• **What is expected**
Range to output from the entries below: the line containing "pub mod v1alpha1" through the line containing "pub fn limit_reached(&self, saved: usize)". Set it down exactly, ends included, nothing else.

[Saved entries]
════════════════
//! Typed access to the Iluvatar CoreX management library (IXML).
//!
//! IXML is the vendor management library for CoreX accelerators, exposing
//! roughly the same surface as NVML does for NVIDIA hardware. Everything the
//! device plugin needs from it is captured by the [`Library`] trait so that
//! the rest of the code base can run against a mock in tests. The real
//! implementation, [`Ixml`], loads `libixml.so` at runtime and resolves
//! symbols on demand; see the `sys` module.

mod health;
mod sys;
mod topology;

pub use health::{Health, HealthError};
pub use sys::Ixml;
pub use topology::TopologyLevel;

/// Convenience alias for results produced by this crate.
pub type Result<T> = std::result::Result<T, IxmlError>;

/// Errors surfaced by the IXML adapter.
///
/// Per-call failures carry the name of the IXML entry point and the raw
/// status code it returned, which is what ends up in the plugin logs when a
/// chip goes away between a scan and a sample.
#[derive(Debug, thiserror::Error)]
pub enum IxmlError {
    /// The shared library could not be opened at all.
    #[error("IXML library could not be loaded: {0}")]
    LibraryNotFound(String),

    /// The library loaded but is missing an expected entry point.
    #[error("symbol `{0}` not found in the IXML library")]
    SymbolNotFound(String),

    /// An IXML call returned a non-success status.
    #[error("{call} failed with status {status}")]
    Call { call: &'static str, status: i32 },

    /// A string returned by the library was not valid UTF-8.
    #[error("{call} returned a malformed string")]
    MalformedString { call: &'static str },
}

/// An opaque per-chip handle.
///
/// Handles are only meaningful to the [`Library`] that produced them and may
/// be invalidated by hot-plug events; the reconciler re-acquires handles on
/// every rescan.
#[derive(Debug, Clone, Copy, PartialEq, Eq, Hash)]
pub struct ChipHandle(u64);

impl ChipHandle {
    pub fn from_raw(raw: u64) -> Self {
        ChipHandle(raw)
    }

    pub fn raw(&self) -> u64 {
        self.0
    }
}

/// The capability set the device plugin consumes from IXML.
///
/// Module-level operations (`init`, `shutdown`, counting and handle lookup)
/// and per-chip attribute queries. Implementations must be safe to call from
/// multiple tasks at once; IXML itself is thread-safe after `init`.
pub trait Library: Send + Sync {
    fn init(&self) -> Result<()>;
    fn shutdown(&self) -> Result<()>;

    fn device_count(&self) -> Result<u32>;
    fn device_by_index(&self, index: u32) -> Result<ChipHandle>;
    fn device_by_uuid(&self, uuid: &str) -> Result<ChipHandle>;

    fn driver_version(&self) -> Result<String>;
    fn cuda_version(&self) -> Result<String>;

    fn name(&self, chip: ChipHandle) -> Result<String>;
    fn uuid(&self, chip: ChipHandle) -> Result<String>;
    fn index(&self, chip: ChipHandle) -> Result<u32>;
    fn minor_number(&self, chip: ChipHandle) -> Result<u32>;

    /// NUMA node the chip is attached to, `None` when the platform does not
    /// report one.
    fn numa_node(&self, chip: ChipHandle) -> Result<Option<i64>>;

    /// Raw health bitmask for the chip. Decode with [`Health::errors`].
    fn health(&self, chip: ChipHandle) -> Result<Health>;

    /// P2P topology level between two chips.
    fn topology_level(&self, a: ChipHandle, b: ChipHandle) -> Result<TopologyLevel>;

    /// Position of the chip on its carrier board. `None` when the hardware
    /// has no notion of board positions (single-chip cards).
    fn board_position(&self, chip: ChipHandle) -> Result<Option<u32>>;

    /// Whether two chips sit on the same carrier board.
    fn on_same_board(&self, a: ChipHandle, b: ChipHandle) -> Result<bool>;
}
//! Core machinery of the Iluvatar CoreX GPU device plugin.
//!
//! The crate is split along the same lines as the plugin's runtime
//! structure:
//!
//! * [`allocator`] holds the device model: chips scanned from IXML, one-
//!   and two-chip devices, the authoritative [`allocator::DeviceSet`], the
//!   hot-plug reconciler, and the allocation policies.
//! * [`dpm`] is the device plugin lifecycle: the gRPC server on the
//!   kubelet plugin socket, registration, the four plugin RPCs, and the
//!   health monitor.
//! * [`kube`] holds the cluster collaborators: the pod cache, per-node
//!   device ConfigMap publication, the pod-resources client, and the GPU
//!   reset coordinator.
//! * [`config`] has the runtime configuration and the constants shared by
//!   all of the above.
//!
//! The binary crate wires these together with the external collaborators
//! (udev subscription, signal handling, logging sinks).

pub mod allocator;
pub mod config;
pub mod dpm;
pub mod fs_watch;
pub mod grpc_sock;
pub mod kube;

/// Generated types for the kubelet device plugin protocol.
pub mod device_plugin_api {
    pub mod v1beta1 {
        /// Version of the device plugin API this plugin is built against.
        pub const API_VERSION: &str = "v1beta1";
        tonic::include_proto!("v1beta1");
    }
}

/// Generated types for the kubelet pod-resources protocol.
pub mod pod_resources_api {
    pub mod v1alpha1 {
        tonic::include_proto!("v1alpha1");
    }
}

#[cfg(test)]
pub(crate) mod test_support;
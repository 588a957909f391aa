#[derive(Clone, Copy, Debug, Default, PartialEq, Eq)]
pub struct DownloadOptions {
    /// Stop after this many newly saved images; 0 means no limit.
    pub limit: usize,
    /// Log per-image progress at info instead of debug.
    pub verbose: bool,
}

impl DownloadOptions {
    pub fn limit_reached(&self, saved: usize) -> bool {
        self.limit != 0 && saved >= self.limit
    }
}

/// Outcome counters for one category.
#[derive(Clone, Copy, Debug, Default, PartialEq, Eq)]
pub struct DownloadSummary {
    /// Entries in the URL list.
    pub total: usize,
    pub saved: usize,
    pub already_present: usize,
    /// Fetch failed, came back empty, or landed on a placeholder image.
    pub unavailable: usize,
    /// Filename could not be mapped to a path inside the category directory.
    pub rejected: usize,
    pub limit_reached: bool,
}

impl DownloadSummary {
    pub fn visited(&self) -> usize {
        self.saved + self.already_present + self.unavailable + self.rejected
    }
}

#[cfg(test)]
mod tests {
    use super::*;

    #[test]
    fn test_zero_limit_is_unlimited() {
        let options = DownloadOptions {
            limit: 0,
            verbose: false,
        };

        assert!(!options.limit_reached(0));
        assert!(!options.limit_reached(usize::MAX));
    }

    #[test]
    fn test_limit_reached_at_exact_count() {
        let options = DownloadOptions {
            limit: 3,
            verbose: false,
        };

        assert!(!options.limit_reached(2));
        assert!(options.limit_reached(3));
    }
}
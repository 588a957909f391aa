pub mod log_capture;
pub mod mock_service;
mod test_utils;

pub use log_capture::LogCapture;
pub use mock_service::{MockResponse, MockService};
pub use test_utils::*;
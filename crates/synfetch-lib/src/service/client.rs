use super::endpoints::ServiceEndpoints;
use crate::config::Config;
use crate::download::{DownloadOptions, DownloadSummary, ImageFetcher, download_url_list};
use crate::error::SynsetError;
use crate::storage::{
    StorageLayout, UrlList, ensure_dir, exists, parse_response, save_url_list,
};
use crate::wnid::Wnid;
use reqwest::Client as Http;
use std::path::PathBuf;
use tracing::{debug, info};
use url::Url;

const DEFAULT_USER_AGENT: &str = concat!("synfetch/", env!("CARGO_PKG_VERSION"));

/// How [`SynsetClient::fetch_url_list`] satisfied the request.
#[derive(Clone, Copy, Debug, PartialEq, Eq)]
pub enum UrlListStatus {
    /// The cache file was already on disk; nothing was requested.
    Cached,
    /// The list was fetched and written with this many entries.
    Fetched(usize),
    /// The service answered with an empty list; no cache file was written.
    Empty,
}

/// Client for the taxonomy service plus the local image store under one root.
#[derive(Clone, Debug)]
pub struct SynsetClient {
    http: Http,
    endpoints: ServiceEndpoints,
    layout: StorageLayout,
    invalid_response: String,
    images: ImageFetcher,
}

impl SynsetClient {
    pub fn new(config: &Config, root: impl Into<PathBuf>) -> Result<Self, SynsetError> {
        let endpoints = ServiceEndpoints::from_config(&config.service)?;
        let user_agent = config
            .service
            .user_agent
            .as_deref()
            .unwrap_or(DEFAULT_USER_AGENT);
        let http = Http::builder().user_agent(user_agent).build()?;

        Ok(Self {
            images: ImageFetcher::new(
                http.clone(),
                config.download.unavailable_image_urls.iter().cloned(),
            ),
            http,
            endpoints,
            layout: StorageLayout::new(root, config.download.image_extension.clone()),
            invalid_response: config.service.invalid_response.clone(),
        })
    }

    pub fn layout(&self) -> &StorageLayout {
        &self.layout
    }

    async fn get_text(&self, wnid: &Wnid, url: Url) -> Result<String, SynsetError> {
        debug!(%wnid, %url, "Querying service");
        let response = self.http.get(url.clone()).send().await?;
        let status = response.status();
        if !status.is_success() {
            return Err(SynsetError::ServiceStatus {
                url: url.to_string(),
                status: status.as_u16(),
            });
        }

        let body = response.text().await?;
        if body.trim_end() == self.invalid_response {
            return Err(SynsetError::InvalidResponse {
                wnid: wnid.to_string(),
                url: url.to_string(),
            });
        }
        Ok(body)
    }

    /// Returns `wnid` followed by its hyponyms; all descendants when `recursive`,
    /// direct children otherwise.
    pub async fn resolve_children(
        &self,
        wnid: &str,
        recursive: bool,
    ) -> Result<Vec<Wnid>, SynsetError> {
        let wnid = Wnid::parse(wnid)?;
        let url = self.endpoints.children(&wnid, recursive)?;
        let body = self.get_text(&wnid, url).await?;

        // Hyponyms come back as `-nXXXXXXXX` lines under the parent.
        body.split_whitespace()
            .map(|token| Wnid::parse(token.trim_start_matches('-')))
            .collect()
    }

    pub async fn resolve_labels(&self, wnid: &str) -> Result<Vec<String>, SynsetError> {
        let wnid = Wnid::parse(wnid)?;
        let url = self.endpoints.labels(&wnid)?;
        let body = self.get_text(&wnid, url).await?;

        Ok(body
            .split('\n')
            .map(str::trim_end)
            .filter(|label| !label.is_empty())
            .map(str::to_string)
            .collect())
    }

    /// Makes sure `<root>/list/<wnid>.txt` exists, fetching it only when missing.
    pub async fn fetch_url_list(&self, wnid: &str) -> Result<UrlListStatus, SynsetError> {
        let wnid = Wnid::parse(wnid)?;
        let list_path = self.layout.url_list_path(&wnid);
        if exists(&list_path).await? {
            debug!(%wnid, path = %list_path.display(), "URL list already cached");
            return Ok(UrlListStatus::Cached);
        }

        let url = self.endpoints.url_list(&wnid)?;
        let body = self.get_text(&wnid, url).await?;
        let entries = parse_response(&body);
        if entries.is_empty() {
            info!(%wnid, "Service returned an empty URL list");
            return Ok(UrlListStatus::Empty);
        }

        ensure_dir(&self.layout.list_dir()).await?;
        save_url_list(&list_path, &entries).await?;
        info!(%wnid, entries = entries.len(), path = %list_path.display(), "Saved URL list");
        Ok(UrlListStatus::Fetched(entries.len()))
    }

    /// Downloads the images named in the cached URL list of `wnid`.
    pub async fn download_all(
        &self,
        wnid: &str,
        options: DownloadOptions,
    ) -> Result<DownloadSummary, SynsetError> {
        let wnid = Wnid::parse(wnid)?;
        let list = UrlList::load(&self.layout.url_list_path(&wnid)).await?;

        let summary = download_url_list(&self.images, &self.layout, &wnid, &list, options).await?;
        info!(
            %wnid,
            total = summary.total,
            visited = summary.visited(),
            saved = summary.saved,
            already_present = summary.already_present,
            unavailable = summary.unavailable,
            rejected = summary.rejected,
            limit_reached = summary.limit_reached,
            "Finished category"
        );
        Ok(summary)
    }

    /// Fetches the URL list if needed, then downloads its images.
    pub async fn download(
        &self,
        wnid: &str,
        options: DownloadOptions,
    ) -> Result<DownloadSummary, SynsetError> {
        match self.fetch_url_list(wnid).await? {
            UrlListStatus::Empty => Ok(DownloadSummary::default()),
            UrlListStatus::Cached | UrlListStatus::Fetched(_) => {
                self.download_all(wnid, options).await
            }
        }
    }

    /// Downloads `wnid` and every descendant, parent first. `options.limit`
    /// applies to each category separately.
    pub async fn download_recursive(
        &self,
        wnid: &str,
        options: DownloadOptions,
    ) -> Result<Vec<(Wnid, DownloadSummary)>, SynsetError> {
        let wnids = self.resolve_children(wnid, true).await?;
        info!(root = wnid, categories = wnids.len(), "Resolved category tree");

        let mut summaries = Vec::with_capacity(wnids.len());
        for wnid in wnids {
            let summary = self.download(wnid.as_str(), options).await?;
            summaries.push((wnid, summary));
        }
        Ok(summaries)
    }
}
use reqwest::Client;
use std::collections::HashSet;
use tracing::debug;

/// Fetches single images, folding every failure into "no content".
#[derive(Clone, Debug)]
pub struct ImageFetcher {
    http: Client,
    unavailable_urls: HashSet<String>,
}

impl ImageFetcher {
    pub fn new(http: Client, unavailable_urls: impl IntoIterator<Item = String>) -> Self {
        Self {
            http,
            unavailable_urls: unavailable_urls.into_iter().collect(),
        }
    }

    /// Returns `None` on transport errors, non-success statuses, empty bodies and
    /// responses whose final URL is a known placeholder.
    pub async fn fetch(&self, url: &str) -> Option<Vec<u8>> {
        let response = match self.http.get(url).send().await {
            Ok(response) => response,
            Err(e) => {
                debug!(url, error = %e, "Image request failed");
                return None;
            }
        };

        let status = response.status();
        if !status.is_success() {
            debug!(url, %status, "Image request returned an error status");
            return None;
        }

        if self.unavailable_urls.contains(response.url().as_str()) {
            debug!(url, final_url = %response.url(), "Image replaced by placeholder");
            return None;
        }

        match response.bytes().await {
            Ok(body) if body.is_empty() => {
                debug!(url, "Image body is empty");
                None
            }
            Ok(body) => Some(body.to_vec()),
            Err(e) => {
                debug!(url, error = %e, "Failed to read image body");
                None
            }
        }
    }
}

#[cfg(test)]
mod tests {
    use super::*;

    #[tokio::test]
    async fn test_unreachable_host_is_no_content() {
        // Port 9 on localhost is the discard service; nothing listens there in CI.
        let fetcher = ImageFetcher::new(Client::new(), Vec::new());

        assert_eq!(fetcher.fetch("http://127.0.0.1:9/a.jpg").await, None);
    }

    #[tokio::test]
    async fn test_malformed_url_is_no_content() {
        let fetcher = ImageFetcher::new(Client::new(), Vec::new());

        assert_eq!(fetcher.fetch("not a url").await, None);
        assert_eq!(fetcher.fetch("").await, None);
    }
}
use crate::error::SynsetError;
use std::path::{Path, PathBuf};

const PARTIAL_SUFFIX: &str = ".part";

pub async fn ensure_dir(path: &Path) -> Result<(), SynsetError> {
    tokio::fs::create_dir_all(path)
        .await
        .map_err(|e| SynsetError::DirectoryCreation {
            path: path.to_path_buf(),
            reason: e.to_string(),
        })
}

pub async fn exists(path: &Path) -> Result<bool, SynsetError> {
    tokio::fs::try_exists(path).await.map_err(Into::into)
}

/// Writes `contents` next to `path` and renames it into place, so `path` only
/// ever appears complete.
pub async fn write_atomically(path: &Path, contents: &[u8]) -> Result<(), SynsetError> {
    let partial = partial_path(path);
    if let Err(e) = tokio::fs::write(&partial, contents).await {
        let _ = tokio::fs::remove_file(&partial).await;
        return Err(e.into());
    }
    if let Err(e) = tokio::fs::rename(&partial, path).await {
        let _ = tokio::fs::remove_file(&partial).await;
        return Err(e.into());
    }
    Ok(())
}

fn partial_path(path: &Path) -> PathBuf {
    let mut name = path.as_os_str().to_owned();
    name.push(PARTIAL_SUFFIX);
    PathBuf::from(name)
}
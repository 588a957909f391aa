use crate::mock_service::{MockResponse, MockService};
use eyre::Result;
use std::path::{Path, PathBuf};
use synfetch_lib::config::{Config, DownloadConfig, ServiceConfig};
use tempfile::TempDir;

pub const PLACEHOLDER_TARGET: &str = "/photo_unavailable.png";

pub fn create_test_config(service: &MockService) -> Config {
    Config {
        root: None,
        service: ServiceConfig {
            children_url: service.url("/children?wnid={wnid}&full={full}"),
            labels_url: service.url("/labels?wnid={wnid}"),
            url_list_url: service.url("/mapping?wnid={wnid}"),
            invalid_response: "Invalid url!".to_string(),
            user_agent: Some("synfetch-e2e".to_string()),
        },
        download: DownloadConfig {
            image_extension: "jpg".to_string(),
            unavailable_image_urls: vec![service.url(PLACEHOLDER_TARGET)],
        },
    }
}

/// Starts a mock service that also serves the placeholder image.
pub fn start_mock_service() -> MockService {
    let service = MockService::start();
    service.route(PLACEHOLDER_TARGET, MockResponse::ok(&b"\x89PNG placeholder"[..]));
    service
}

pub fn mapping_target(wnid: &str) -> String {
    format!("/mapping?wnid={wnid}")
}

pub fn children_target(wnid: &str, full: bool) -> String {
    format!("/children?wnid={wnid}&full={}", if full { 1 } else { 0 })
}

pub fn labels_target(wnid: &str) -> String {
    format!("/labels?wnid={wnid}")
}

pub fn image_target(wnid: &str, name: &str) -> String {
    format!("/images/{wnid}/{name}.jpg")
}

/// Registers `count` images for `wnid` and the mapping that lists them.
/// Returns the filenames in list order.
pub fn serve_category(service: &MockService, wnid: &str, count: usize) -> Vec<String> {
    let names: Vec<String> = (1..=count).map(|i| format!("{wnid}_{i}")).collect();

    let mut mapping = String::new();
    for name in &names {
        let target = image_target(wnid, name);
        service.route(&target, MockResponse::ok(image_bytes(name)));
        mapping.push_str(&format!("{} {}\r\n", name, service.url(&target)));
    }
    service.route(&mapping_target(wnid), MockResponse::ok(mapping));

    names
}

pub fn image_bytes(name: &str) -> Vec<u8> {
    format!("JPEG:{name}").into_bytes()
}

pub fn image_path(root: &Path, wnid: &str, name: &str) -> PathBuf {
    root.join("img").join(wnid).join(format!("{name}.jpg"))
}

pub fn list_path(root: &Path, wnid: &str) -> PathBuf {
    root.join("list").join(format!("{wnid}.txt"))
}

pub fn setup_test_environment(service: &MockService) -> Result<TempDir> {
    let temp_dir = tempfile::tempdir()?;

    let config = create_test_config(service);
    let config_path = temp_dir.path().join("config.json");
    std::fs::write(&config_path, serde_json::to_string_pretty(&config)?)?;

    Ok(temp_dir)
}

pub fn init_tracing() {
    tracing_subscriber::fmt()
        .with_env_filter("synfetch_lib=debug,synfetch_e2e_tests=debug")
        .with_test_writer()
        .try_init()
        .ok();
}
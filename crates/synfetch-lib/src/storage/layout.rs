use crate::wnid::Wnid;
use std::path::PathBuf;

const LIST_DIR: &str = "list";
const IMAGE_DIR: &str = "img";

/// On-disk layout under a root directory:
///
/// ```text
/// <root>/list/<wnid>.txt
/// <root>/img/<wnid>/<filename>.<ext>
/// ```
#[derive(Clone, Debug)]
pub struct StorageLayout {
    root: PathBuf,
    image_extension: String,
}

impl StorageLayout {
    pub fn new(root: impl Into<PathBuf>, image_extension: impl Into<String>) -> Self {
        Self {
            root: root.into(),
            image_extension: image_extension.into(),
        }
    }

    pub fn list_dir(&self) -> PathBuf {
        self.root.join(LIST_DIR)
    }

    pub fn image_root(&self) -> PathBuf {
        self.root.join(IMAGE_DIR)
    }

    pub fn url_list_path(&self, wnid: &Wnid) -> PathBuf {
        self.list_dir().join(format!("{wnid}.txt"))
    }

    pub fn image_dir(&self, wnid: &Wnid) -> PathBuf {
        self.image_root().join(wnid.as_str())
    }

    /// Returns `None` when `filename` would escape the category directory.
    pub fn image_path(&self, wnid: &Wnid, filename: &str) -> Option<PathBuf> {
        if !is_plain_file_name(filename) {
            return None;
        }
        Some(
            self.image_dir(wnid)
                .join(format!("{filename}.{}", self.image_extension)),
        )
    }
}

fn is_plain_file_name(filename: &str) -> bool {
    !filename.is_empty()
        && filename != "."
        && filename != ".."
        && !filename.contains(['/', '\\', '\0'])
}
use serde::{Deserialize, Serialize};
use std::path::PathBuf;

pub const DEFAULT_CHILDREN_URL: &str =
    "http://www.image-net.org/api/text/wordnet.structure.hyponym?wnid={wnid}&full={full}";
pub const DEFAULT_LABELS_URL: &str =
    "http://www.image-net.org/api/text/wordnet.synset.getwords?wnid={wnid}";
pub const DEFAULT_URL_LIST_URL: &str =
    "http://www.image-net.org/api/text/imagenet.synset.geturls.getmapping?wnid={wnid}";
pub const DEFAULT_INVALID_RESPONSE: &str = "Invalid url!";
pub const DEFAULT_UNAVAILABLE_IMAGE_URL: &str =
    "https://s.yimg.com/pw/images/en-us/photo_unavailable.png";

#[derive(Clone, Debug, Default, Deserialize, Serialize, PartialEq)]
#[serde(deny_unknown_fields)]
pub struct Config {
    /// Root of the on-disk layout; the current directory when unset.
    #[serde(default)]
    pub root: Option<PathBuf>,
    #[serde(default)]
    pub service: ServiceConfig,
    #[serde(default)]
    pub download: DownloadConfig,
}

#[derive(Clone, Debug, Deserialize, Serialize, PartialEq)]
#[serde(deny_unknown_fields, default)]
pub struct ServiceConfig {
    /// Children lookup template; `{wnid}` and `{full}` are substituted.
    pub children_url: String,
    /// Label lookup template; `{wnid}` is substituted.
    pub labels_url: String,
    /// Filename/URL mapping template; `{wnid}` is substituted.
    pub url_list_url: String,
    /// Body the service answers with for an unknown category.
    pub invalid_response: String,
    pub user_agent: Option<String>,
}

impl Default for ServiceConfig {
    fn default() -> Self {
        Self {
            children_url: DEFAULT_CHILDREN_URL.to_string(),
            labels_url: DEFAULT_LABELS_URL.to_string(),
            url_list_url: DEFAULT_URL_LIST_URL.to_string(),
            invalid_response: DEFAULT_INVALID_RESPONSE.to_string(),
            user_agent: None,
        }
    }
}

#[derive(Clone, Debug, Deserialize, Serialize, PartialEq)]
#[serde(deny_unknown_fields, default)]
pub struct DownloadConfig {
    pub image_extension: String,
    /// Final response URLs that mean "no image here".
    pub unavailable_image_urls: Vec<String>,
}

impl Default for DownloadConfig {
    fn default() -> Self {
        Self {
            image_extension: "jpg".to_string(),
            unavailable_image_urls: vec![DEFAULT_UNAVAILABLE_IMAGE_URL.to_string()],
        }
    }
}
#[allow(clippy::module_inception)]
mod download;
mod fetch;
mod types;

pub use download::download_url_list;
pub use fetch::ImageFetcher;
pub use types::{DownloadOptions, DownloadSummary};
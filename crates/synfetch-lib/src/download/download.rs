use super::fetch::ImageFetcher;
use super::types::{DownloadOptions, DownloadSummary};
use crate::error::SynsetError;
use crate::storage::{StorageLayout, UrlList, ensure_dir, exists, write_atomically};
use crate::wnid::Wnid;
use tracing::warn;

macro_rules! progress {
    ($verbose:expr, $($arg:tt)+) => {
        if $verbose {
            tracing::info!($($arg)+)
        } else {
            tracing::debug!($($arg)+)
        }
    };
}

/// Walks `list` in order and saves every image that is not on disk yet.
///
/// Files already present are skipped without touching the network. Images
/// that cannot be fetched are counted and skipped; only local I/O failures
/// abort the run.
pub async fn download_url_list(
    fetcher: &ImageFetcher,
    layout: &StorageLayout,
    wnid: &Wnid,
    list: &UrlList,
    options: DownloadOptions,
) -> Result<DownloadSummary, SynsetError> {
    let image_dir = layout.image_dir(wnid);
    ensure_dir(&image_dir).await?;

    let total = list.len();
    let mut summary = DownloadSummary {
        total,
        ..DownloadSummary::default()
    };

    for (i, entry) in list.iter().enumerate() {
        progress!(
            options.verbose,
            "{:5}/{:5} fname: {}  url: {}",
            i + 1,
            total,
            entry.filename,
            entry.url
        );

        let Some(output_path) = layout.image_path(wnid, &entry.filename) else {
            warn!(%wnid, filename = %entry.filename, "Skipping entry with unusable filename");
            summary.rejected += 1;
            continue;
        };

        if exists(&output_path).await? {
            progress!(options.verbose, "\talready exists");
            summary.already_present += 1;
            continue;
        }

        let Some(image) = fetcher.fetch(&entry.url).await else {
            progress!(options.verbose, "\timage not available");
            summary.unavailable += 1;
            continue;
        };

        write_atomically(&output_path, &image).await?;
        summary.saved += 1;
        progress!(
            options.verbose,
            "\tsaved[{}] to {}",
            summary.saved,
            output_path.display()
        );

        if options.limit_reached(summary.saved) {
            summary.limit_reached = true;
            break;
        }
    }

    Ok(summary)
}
════════════════
• **Solution for this exercise**
    pub mod v1alpha1 {
        tonic::include_proto!("v1alpha1");
    }
}

#[cfg(test)]
pub(crate) mod test_support;
repository 588a957909f391aa
#[derive(Clone, Copy, Debug, Default, PartialEq, Eq)]
pub struct DownloadOptions {
    /// Stop after this many newly saved images; 0 means no limit.
    pub limit: usize,
    /// Log per-image progress at info instead of debug.
    pub verbose: bool,
}

impl DownloadOptions {
    pub fn limit_reached(&self, saved: usize) -> bool {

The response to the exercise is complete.